Alumni who have left the military recognize that much of what we learned about leadership in the Army is applicable in the civilian world. I spend time with business people sharing insights into leadership that come out of my research as an historian and, less often, my own experiences. Many of my civilian colleagues, most of whom don’t know any veterans personally, are skeptical about what they might learn from a soldier.
What follows is a blog posting, written for my civilian audience, that underscores why it’s critical for leaders and decision-makers always to put forth their best effort.
Years ago I spent nine weeks in the U. S. Army’s Ranger School, undergoing commando-style training in which students are deliberately stressed by food and sleep deprivation, strenuous days-long exercises and the pressure of constant evaluation. We took turns filling the leadership positions, but we were all leaders in training, mostly young officers and sergeants. Since it’s harder to lead miserable, cold, wet and exhausted soldiers than it is to lead well-fed and well rested ones, the thinking goes, practice here and you’ll be better prepared for combat.
When our patrol leader indicated that he found the spot, we set up a security perimeter—a big circle of armed men facing outward for enemy patrols that might have followed us. But we were all thinking the same thing: sometimes these supply drops included food. By this point we were subsisting on one or two rations a day while conducting extremely strenuous training. So even though we were in peak physical condition when we began, every one of us had lost weight: ten, fifteen, twenty pounds. We fantasized about food and sleep, sleep and food.
So while one man dug up the metal containers, the rest of us crowded round like greedy children, abandoning the perimeter and the ring of security we were supposed to maintain, dreaming about food. The man digging threw shovels full of sand until the top of an ammo can poked through. I must have stepped back, or looked behind me, because I didn’t see what happened next, but I heard it. There was a pop, followed by a shoosing sound as the air filled with a bright green cloud. It was a booby trap, only a smoke grenade, but real grenades, the kind that kill, work the same way.
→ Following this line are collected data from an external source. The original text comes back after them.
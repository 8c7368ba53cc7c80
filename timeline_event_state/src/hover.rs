// Copyright 2025 the Timeline Canvas Authors
// SPDX-License-Identifier: Apache-2.0 OR MIT

//! Hover tracking: where the pointer is and which item it is over.
//!
//! The pointer column drives the hover guideline; the target is whatever the
//! caller's hit test returned for that position. [`HoverState::update`]
//! reports whether the target changed so callers can restyle only on
//! transitions.

/// Pointer column and hovered item.
#[derive(Debug, Clone, PartialEq)]
pub struct HoverState<K> {
    x: Option<f64>,
    target: Option<K>,
}

impl<K> Default for HoverState<K> {
    fn default() -> Self {
        Self {
            x: None,
            target: None,
        }
    }
}

impl<K: PartialEq> HoverState<K> {
    /// Creates a state with no pointer and no target.
    #[must_use]
    pub fn new() -> Self {
        Self::default()
    }

    /// Records the pointer column without re-evaluating the target.
    pub fn set_x(&mut self, x: f64) {
        self.x = Some(x);
    }

    /// Records the pointer column and the item under it.
    ///
    /// Returns `true` if the hovered item changed.
    pub fn update(&mut self, x: f64, target: Option<K>) -> bool {
        self.x = Some(x);
        if self.target == target {
            return false;
        }
        self.target = target;
        true
    }

    /// Forgets both the pointer column and the target (pointer left the surface).
    ///
    /// Returns `true` if an item was hovered.
    pub fn clear(&mut self) -> bool {
        self.x = None;
        self.target.take().is_some()
    }

    /// The pointer column, if the pointer is over the surface.
    #[must_use]
    pub fn x(&self) -> Option<f64> {
        self.x
    }

    /// The hovered item, if any.
    #[must_use]
    pub fn target(&self) -> Option<&K> {
        self.target.as_ref()
    }
}

#[cfg(test)]
mod tests {
    use super::HoverState;

    #[test]
    fn reports_only_target_transitions() {
        let mut hover = HoverState::new();
        assert!(!hover.update(10.0, None));
        assert_eq!(hover.x(), Some(10.0));

        assert!(hover.update(11.0, Some(3_u32)));
        assert!(!hover.update(12.0, Some(3)));
        assert!(hover.update(13.0, Some(4)));
        assert!(hover.update(14.0, None));
        assert_eq!(hover.target(), None);
        assert_eq!(hover.x(), Some(14.0));
    }

    #[test]
    fn set_x_keeps_target() {
        let mut hover = HoverState::new();
        hover.update(1.0, Some("a"));
        hover.set_x(99.0);
        assert_eq!(hover.x(), Some(99.0));
        assert_eq!(hover.target(), Some(&"a"));
    }

    #[test]
    fn clear_forgets_everything() {
        let mut hover = HoverState::new();
        assert!(!hover.clear());
        hover.update(5.0, Some(1_u8));
        assert!(hover.clear());
        assert_eq!(hover.x(), None);
        assert_eq!(hover.target(), None);
    }
}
“You losers are all dead,” one of the young Ranger instructors said, pointing to the five or six men closest to the hole. I slunk back to the perimeter, trying to look like I had stayed by my post. “Dig a grave,” another junior instructor said, “Big enough for those five.” The glum-looking casualties sat cross legged on the ground while we dug. Finished, we climbed out, waiting to be told to fill the hole. Then the senior instructor stepped in. He had been in the background, off by himself outside the perimeter, probably smoking, certainly watching. He was a Viet Nam veteran, a Master Sergeant with a full head of brush cut hair, sun-baked skin and an impressive scowl; his face was a war novel.
“All you people get in here,” he said, motioning us into a tight circle. We hesitated. One grenade can get you all. “Come here, I said.” Amazingly we found some hustle left in our tired bodies. The young instructors backed off. “You five, down there.” The five “dead” Rangers obeyed instantly, with none of the scuffling, mute resistance that might have greeted an order from the younger trainers. They flopped into the hole, curling around each other in the tight space, a frieze of dirty uniforms. Their eyes were open, looking up; they didn’t move.
I remembered a story about Marine Corps basic training in the sixties, when some Drill Instructors at Parris Island got drunk one night and took a bunch of recruits on a road march, drowning several in the dismal swamps. “Cover ‘em up,” the Master Sergeant said, reaching over and snatching the rolled poncho from a Ranger student’s rucksack, then throwing it into the hole. We pulled out two or three more and tossed them into the grave where the corpses covered themselves.
“Get out your handbook,” the senior instructor said, gesturing to me, the closest student. I scrambled to find my mud-splattered Ranger Handbook, our bible for everything from planning airborne operations and reconnaissance patrols to blowing up bridges. There were prayers in the back. Prayers over the dead. I read the Rite of Protestant Burial. As I read, the big sergeant kicked some dirt into the hole: it splattered bright orange on the slick green ponchos. When I finished, we stood in awkward silence.
“You men are going to be leaders,” the old man said, “responsible for other people. When leaders make mistakes, when you get sloppy or lazy, when you forget that you’re in charge, when you back off a decision—people are going to get killed. Sometimes, for some of you unlucky bastards, you’ll make the best decision you can—a good decision, even—and people are still going to die. And that’s bad. But if you’ve been screwing off instead of paying attention, it’ll be worse.” He paused; I found I was holding my breath. In almost a whisper, he said, “You’ll wish you’d never been born.” He turned and walked out of the perimeter, shuffling a bit, too old for what he was doing. Like many of the veterans one saw around the Army in those days, he was probably already old at nineteen, instantly aged on some no-name battlefield, on a day when the young men under the ponchos didn’t get up after the training was over.